En esta ocasión, la escala ha cambiado por completo. Ya no estamos atrapados en una sola isla. Como si de una serie de aventuras clásica se tratase, la historia nos lleva a saltar por todo el globo: desde las frías tierras de Svalbard hasta la calurosa Australia. Es, en esencia, una versión mucho más ambiciosa que nos pone en la piel de Harry y Evangeline, quienes deben lidiar con dioses antiguos y, por supuesto, con el incordio de los nazis que siempre andan buscando artefactos que no deberían tocar.
El reto de no perderse en los detalles
Lo que más me ha sorprendido (y a veces me ha hecho querer tirarme de los pelos, de forma similar a cuando intentas resolver un puzzle en una Trial sin guía) es el nivel de dificultad. No os voy a mentir: es un juego exigente. Aquí no vale con pulsar botones al azar. Call of the Elder Gods te obliga a:
- Observar cada detalle del escenario, por pequeño que parezca.
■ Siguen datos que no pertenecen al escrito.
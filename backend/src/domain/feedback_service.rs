//! Feedback submission.

use std::sync::Arc;

use mockable::Clock;

use crate::domain::permissions::{PermissionContext, Requester, rules};
use crate::domain::ports::{Mailer, OutgoingMail};
use crate::domain::user_stories_service::authenticated;
use crate::domain::{Email, Error, FeedbackContext, FeedbackEntry, NewFeedback, Repositories};

/// Feedback service. Disabled when no recipient address is configured.
#[derive(Clone)]
pub struct FeedbackService {
    repos: Repositories,
    mailer: Arc<dyn Mailer>,
    clock: Arc<dyn Clock>,
    recipient: Option<Email>,
}

impl FeedbackService {
    /// Build the service over the feedback store and mailer.
    pub fn new(
        repos: Repositories,
        mailer: Arc<dyn Mailer>,
        clock: Arc<dyn Clock>,
        recipient: Option<Email>,
    ) -> Self {
        Self {
            repos,
            mailer,
            clock,
            recipient,
        }
    }

    /// Store feedback from the requester and mail it to the operators.
    pub async fn create(
        &self,
        requester: &Requester,
        comment: &str,
        context: &FeedbackContext,
    ) -> Result<FeedbackEntry, Error> {
        rules::feedback().check("create", &PermissionContext::new(requester))?;
        let user = authenticated(requester)?;
        let Some(recipient) = &self.recipient else {
            return Err(Error::invalid_request("Feedback is disabled"));
        };
        let comment = comment.trim();
        if comment.is_empty() {
            return Err(Error::invalid_field(
                "comment",
                "required",
                "This field is required.",
            ));
        }

        let entry = self
            .repos
            .feedback
            .create(NewFeedback {
                full_name: user.display_name().to_owned(),
                email: user.email.clone(),
                comment: comment.to_owned(),
                created_date: self.clock.utc(),
            })
            .await?;

        let headers: String = context
            .entries()
            .into_iter()
            .map(|(label, value)| format!("\n{label}: {value}"))
            .collect();
        let body = format!(
            "{} <{}> wrote:\n\n{}\n{headers}",
            entry.full_name, entry.email, entry.comment
        );
        let mail = OutgoingMail {
            kind: "feedback_notification",
            to: recipient.to_string(),
            subject: format!("Feedback from {}", entry.full_name),
            body,
        };
        if let Err(err) = self.mailer.send(&mail).await {
            tracing::warn!(error = %err, feedback = %entry.id, "feedback mail failed");
        }
        Ok(entry)
    }
}

#[cfg(test)]
#[path = "feedback_service_tests.rs"]
mod tests;
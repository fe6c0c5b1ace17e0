//! Project roles.

use crate::domain::permissions::{ProjectPermission, Requester};
use crate::domain::repositories::AccessCache;
use crate::domain::{Error, NewRole, ProjectId, Repositories, Role, RoleId, slug_candidates, slugify};

/// Role to add to a project.
#[derive(Debug, Clone, Default, PartialEq, Eq)]
pub struct CreateRole {
    pub project: ProjectId,
    pub name: String,
    pub order: Option<i32>,
    pub computable: bool,
    pub permissions: Vec<ProjectPermission>,
}

#[derive(Debug, Clone, Default, PartialEq, Eq)]
pub struct RoleChanges {
    pub name: Option<String>,
    pub order: Option<i32>,
    pub computable: Option<bool>,
    pub permissions: Option<Vec<ProjectPermission>>,
}

/// Roles service.
#[derive(Clone)]
pub struct RolesService {
    repos: Repositories,
}

fn role_name(name: &str) -> Result<String, Error> {
    let name = name.trim();
    if name.is_empty() {
        return Err(Error::invalid_field("name", "required", "This field is required."));
    }
    Ok(name.to_owned())
}

impl RolesService {
    pub fn new(repos: Repositories) -> Self {
        Self { repos }
    }

    async fn load(&self, id: RoleId) -> Result<Role, Error> {
        self.repos
            .roles
            .find_by_id(id)
            .await?
            .ok_or_else(|| Error::not_found("Role not found"))
    }

    /// Roles of the projects the requester may view.
    pub async fn list(
        &self,
        requester: &Requester,
        project: Option<ProjectId>,
    ) -> Result<Vec<Role>, Error> {
        let projects = match project {
            Some(id) => vec![id],
            None => self.repos.projects.list().await?.into_iter().map(|p| p.id).collect(),
        };
        let mut cache = AccessCache::default();
        let mut out = Vec::new();
        for id in projects {
            if cache
                .allows(&self.repos, requester, id, ProjectPermission::ViewProject)
                .await?
            {
                out.extend(self.repos.roles.list_by_project(id).await?);
            }
        }
        Ok(out)
    }

    pub async fn retrieve(&self, requester: &Requester, id: RoleId) -> Result<Role, Error> {
        let role = self.load(id).await?;
        let project = self.repos.project(role.project).await?;
        self.repos.check_project_value(requester, &project, "retrieve").await?;
        Ok(role)
    }

    /// Create a role. Needs `AdminRoles` on its project.
    pub async fn create(&self, requester: &Requester, request: CreateRole) -> Result<Role, Error> {
        let project = self.repos.referenced_project(request.project).await?;
        self.repos.check_project_value(requester, &project, "create").await?;
        let name = role_name(&request.name)?;
        let existing = self.repos.roles.list_by_project(project.id).await?;
        let slug = slug_candidates(&slugify(&name))
            .find(|candidate| existing.iter().all(|role| &role.slug != candidate))
            .unwrap_or_default();
        let order = request
            .order
            .unwrap_or_else(|| existing.iter().map(|role| role.order).max().unwrap_or(0) + 1);
        let role = self
            .repos
            .roles
            .create(NewRole {
                project: project.id,
                name,
                slug,
                order,
                computable: request.computable,
                permissions: request.permissions,
            })
            .await?;
        tracing::info!(role = %role.id, project = %project.id, "role created");
        Ok(role)
    }

    pub async fn update(
        &self,
        requester: &Requester,
        id: RoleId,
        changes: RoleChanges,
    ) -> Result<Role, Error> {
        let mut role = self.load(id).await?;
        let project = self.repos.project(role.project).await?;
        self.repos.check_project_value(requester, &project, "partial_update").await?;
        if let Some(name) = changes.name {
            role.name = role_name(&name)?;
        }
        if let Some(order) = changes.order {
            role.order = order;
        }
        if let Some(computable) = changes.computable {
            role.computable = computable;
        }
        if let Some(permissions) = changes.permissions {
            role.permissions = permissions;
        }
        self.repos.roles.update(&role).await?;
        Ok(role)
    }

    /// Delete a role. Members holding it move to `move_to`, which is
    /// required while any membership uses the role.
    pub async fn destroy(
        &self,
        requester: &Requester,
        id: RoleId,
        move_to: Option<RoleId>,
    ) -> Result<(), Error> {
        let role = self.load(id).await?;
        let project = self.repos.project(role.project).await?;
        self.repos.check_project_value(requester, &project, "destroy").await?;
        let in_use = self
            .repos
            .memberships
            .list_by_project(project.id)
            .await?
            .iter()
            .any(|membership| membership.role == role.id);
        match move_to {
            Some(target) => {
                let target = self
                    .repos
                    .roles
                    .find_by_id(target)
                    .await?
                    .filter(|found| found.project == project.id && found.id != role.id)
                    .ok_or_else(|| {
                        Error::invalid_field("moveTo", "invalid_role", "Invalid role to move to")
                    })?;
                self.repos.memberships.reassign_role(role.id, target.id).await?;
            }
            None if in_use => {
                return Err(Error::invalid_field(
                    "moveTo",
                    "required",
                    "The role is in use; moveTo is required",
                ));
            }
            None => {}
        }
        self.repos.roles.delete(role.id).await?;
        tracing::info!(role = %role.id, project = %project.id, "role deleted");
        Ok(())
    }
}

#[cfg(test)]
#[path = "roles_service_tests.rs"]
mod tests;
- Relacionar símbolos extraños y notas que encuentras por el camino.
- Utilizar de forma inteligente el cuaderno de notas, que es tu mejor amigo para no volverte loco con tanta información.
Si eres de los que se agobian rápido, no te preocupes. Han incluido un sistema de pistas muy humano. No te suelta la solución a la primera; primero te da un empujoncito, luego una sugerencia más clara y, solo si estás desesperado, te dice qué hacer. Es ideal para disfrutar de la historia y la narrativa sin quedarte atascado días enteros en la misma puerta cerrada.
Un espectáculo visual con alma de artista
Aunque hablemos de un estudio pequeño, el juego entra por los ojos. Han mantenido ese estilo visual estilizado y colorido que lo hace parecer un cuadro en movimiento. Es curioso ver cómo logran transmitir esa inquietud de los Mitos de Cthulhu de Lovecraft sin llenar todo de sombras negras y sangre. Es una "belleza extraña" que a los fans de los escenarios de Hermaeus Mora nos resultará extrañamente familiar.
En cuanto a la duración, estamos hablando de unas 6 a 8 horas de juego puro. Dependerá mucho de tu capacidad de deducción y de cuánto aguantes sin pedir ayuda. Está disponible prácticamente en todas las plataformas modernas: PC, PS5, Xbox Series y Nintendo Switch 2, además de estar incluido en el servicio de Xbox Game Pass.
En definitiva, es una propuesta perfecta para esos días donde quieres sumergirte en un buen relato de misterio, viajar por el mundo sin moverte del sofá y sentirte un auténtico erudito descifrando lenguajes olvidados. Eso sí, preparad el café, porque vuestro cerebro va a trabajar horas extra.